Will Wilkinson has posted a brilliant article on happiness in his blog. He writes:
Since most people in rich societies are already pretty happy, people who care about happiness ought to worry less about marginal policy changes in the US and Europe and worry more about people who do not already live in rich societies. The best thing we can do for them is free trade, more hospitable immigration policies, and fiscal policies that maximize world GDP growth.
I second Will. I wish people enjoy more freedom to trade, move and create wealth next year. Be happy!

1 comment:

  1. That was a great article. Coincidentally, I had just written a piece on happiness minutes before checking your blog! Here it is, and happy new year to you and yours:


    I think evolutionary biologists have the best shot at understanding what we are. Being happy is having the right chemical balance in the brain (that makes you happy). We have little choice in the matter, we all have to do what makes us happy. Mother Nature leads us about by our noses with chemical rewards for doing things that statistically speaking has led to reproductive success over the long periods of time. Like the satiety following a meal, happiness can only be obtained for short periods before we begin to get hungry again. Evolution does not necessarily lead to happiness, but tends instead to foster a chronic itch, or search for happiness. How successful you are in scratching that itch determines how often and how strongly you feel happy. Being free to scratch an itch is a good thing.
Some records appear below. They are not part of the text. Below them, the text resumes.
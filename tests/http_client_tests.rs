//! Integration tests for the transport layer.
//!
//! These tests verify default headers, status handling, body decoding and
//! the last-request/last-result slots against a local mock server.

mod common;

use std::time::Duration;

use serde_json::json;
use webflow_api::clients::{HttpClient, HttpMethod, HttpRequest, RateLimit, SDK_VERSION};
use webflow_api::{ApiToken, BaseUrl, DecodingError, Error, HttpError, Webflow, WebflowConfig};
use wiremock::matchers::{header, method, path};
use wiremock::{Mock, MockServer, ResponseTemplate};

fn client_for(server: &MockServer) -> HttpClient {
    let config = WebflowConfig::builder()
        .token(ApiToken::new("foo").unwrap())
        .base_url(BaseUrl::new(server.uri()).unwrap())
        .user_agent_prefix("TestApp/0.1")
        .build()
        .unwrap();
    HttpClient::with_client(&config, reqwest::Client::new())
}

// ============================================================================
// Headers
// ============================================================================

#[tokio::test]
async fn test_every_request_carries_auth_accept_and_version_headers() {
    let mock_server = MockServer::start().await;
    Mock::given(method("GET"))
        .and(path("/sites"))
        .and(header("Authorization", "Bearer foo"))
        .and(header("Accept", "application/json"))
        .and(header("accept-version", "1.0.0"))
        .respond_with(ResponseTemplate::new(200).set_body_json(json!([])))
        .expect(1)
        .mount(&mock_server)
        .await;

    let client = client_for(&mock_server);
    let body = client.get("/sites", Vec::new()).await.unwrap();

    assert_eq!(body, json!([]));
}

#[tokio::test]
async fn test_user_agent_includes_prefix() {
    let mock_server = MockServer::start().await;
    let expected = format!("TestApp/0.1 | Webflow API Rust SDK v{SDK_VERSION}");
    Mock::given(method("GET"))
        .and(header("User-Agent", expected.as_str()))
        .respond_with(ResponseTemplate::new(200))
        .expect(1)
        .mount(&mock_server)
        .await;

    let client = client_for(&mock_server);
    client.get("/user", Vec::new()).await.unwrap();
}

#[tokio::test]
async fn test_json_body_sets_content_type() {
    let mock_server = MockServer::start().await;
    Mock::given(method("PATCH"))
        .and(path("/sites/foo/orders/bar"))
        .and(header("Content-Type", "application/json"))
        .respond_with(ResponseTemplate::new(200).set_body_json(json!({"ok": true})))
        .expect(1)
        .mount(&mock_server)
        .await;

    let client = client_for(&mock_server);
    let body = client
        .patch("/sites/foo/orders/bar", json!({"fields": {"comment": "hi"}}))
        .await
        .unwrap();

    assert_eq!(body, json!({"ok": true}));
}

// ============================================================================
// Status and body handling
// ============================================================================

#[tokio::test]
async fn test_empty_200_body_decodes_to_empty_object() {
    let mock_server = MockServer::start().await;
    Mock::given(method("POST"))
        .and(path("/sites/foo/publish"))
        .respond_with(ResponseTemplate::new(200))
        .mount(&mock_server)
        .await;

    let client = client_for(&mock_server);
    let body = client
        .post("/sites/foo/publish", json!({"domains": []}))
        .await
        .unwrap();

    assert_eq!(body, json!({}));
    assert_eq!(client.last_result(), Some(json!({})));
}

#[tokio::test]
async fn test_non_200_status_is_api_error_with_reason_and_body() {
    let mock_server = MockServer::start().await;
    Mock::given(method("GET"))
        .and(path("/sites/missing"))
        .respond_with(
            ResponseTemplate::new(404).set_body_json(json!({"msg": "Site not found", "code": 404})),
        )
        .mount(&mock_server)
        .await;

    let client = client_for(&mock_server);
    let err = client.get("/sites/missing", Vec::new()).await.unwrap_err();

    match err {
        HttpError::Api(api_error) => {
            assert_eq!(api_error.status, 404);
            assert_eq!(api_error.reason, "Not Found");
            assert_eq!(api_error.message(), Some("Site not found"));
            assert_eq!(api_error.to_string(), "Webflow API error: 404 Not Found");
        }
        other => panic!("expected ApiError, got {other:?}"),
    }

    // The failed body is still recorded.
    assert_eq!(
        client.last_result(),
        Some(json!({"msg": "Site not found", "code": 404}))
    );
}

#[tokio::test]
async fn test_other_2xx_statuses_are_failures() {
    let mock_server = MockServer::start().await;
    Mock::given(method("POST"))
        .respond_with(ResponseTemplate::new(201).set_body_json(json!({"_id": "new"})))
        .mount(&mock_server)
        .await;

    let client = client_for(&mock_server);
    let err = client.post("/sites/foo/webhooks", json!({})).await.unwrap_err();

    assert!(matches!(err, HttpError::Api(ref e) if e.status == 201 && e.reason == "Created"));
}

#[tokio::test]
async fn test_non_json_error_body_is_recorded_as_null() {
    let mock_server = MockServer::start().await;
    Mock::given(method("GET"))
        .respond_with(ResponseTemplate::new(502).set_body_string("<html>Bad Gateway</html>"))
        .mount(&mock_server)
        .await;

    let client = client_for(&mock_server);
    let err = client.get("/sites", Vec::new()).await.unwrap_err();

    assert!(matches!(err, HttpError::Api(ref e) if e.status == 502 && e.body.is_none()));
    assert_eq!(client.last_result(), Some(serde_json::Value::Null));
}

#[tokio::test]
async fn test_invalid_json_on_200_is_decoding_error() {
    let mock_server = MockServer::start().await;
    Mock::given(method("GET"))
        .respond_with(ResponseTemplate::new(200).set_body_string("{not json"))
        .mount(&mock_server)
        .await;

    let client = client_for(&mock_server);
    let err = client.get("/sites", Vec::new()).await.unwrap_err();

    assert!(matches!(
        err,
        HttpError::Decoding(DecodingError::InvalidJson(_))
    ));
}

#[tokio::test]
async fn test_network_failure_is_network_error() {
    let config = WebflowConfig::builder()
        .token(ApiToken::new("foo").unwrap())
        .base_url(BaseUrl::new("http://127.0.0.1:9").unwrap())
        .build()
        .unwrap();
    let client = HttpClient::with_client(&config, reqwest::Client::new());

    let err = client.get("/sites", Vec::new()).await.unwrap_err();
    assert!(matches!(err, HttpError::Network(_)));
}

// ============================================================================
// Last request / last result / pagination
// ============================================================================

#[tokio::test]
async fn test_last_request_records_method_path_and_query() {
    let mock_server = MockServer::start().await;
    Mock::given(method("DELETE"))
        .respond_with(ResponseTemplate::new(200))
        .mount(&mock_server)
        .await;

    let client = client_for(&mock_server);
    client
        .delete(
            "/collections/c/items/i",
            vec![("live".to_string(), "true".to_string())],
        )
        .await
        .unwrap();

    let last = client.last_request().unwrap();
    assert_eq!(last.http_method, HttpMethod::Delete);
    assert_eq!(last.path, "/collections/c/items/i");
    assert_eq!(last.query_string(), "live=true");
}

#[tokio::test]
async fn test_has_next_page_follows_last_result() {
    let mock_server = MockServer::start().await;
    Mock::given(method("GET"))
        .and(path("/more"))
        .respond_with(ResponseTemplate::new(200).set_body_json(json!({
            "items": [], "total": 250, "limit": 100, "offset": 100
        })))
        .mount(&mock_server)
        .await;
    Mock::given(method("GET"))
        .and(path("/last"))
        .respond_with(ResponseTemplate::new(200).set_body_json(json!({
            "items": [], "total": 250, "limit": 100, "offset": 200
        })))
        .mount(&mock_server)
        .await;
    Mock::given(method("GET"))
        .and(path("/bare"))
        .respond_with(ResponseTemplate::new(200).set_body_json(json!([])))
        .mount(&mock_server)
        .await;

    let client = client_for(&mock_server);

    client.get("/more", Vec::new()).await.unwrap();
    assert!(client.has_next_page());
    assert_eq!(client.pagination().unwrap().total, 250);

    client.get("/last", Vec::new()).await.unwrap();
    assert!(!client.has_next_page());

    client.get("/bare", Vec::new()).await.unwrap();
    assert!(!client.has_next_page());
    assert!(client.pagination().is_none());
}

#[tokio::test]
async fn test_request_returns_rate_limit_headers() {
    let mock_server = MockServer::start().await;
    Mock::given(method("GET"))
        .respond_with(
            ResponseTemplate::new(200)
                .insert_header("X-RateLimit-Limit", "60")
                .insert_header("X-RateLimit-Remaining", "58")
                .set_body_json(json!({})),
        )
        .mount(&mock_server)
        .await;

    let client = client_for(&mock_server);
    let request = HttpRequest::builder(HttpMethod::Get, "/info")
        .build()
        .unwrap();
    let response = client.request(request).await.unwrap();

    assert_eq!(
        response.rate_limit,
        Some(RateLimit {
            limit: 60,
            remaining: 58
        })
    );
}

#[tokio::test]
async fn test_invalid_request_is_rejected_before_sending() {
    let mock_server = MockServer::start().await;
    let client = client_for(&mock_server);

    let request = HttpRequest {
        http_method: HttpMethod::Get,
        path: "/sites".to_string(),
        body: Some(json!({"not": "allowed"})),
        query: Vec::new(),
    };
    let err = client.request(request).await.unwrap_err();

    assert!(matches!(err, HttpError::InvalidRequest(_)));
    common::assert_no_requests(&mock_server).await;
}

#[tokio::test]
async fn test_network_failure_clears_previous_result() {
    let mock_server = MockServer::start().await;
    Mock::given(method("GET"))
        .and(path("/collections/a/items"))
        .respond_with(ResponseTemplate::new(200).set_body_json(json!({
            "items": [], "total": 250, "limit": 100, "offset": 0
        })))
        .mount(&mock_server)
        .await;
    Mock::given(method("GET"))
        .and(path("/collections/b/items"))
        .respond_with(
            ResponseTemplate::new(200)
                .set_delay(Duration::from_secs(2))
                .set_body_json(json!({"items": []})),
        )
        .mount(&mock_server)
        .await;

    let config = WebflowConfig::builder()
        .token(ApiToken::new("foo").unwrap())
        .base_url(BaseUrl::new(mock_server.uri()).unwrap())
        .build()
        .unwrap();
    let http = reqwest::Client::builder()
        .timeout(Duration::from_millis(200))
        .build()
        .unwrap();
    let webflow = Webflow::with_client(config, http);

    webflow.list_items("a", 1).await.unwrap();
    assert!(webflow.has_next_page());

    let err = webflow.list_items("b", 1).await.unwrap_err();
    assert!(matches!(err, Error::Http(HttpError::Network(_))));
    assert_eq!(webflow.last_result(), None);
    assert!(!webflow.has_next_page());
    assert!(webflow.pagination().is_none());
    assert_eq!(
        webflow.last_request().unwrap().path,
        "/collections/b/items"
    );
}

#[tokio::test]
async fn test_reason_is_canonical_phrase_for_status() {
    let mock_server = MockServer::start().await;
    Mock::given(method("GET"))
        .and(path("/throttled"))
        .respond_with(ResponseTemplate::new(429).set_body_json(json!({"msg": "Slow down"})))
        .mount(&mock_server)
        .await;

    let client = client_for(&mock_server);

    let err = client.get("/throttled", Vec::new()).await.unwrap_err();
    assert!(matches!(
        err,
        HttpError::Api(ref e) if e.reason == "Too Many Requests" && e.message() == Some("Slow down")
    ));
}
    But, environments change and, therefore, so does the direction of evolution. What used to lead to reproductive success in the past may not work in the future. The traits that have allowed so many unrelated humans to live together peacefully evolved. However, they are the same traits that continue to send us to war against other groups. We may not consciously realize it, but we live together peacefully so that we can, as a group, successfully compete against other groups of people, which often times leads to warfare. We are genetically locked into competition, like it or not.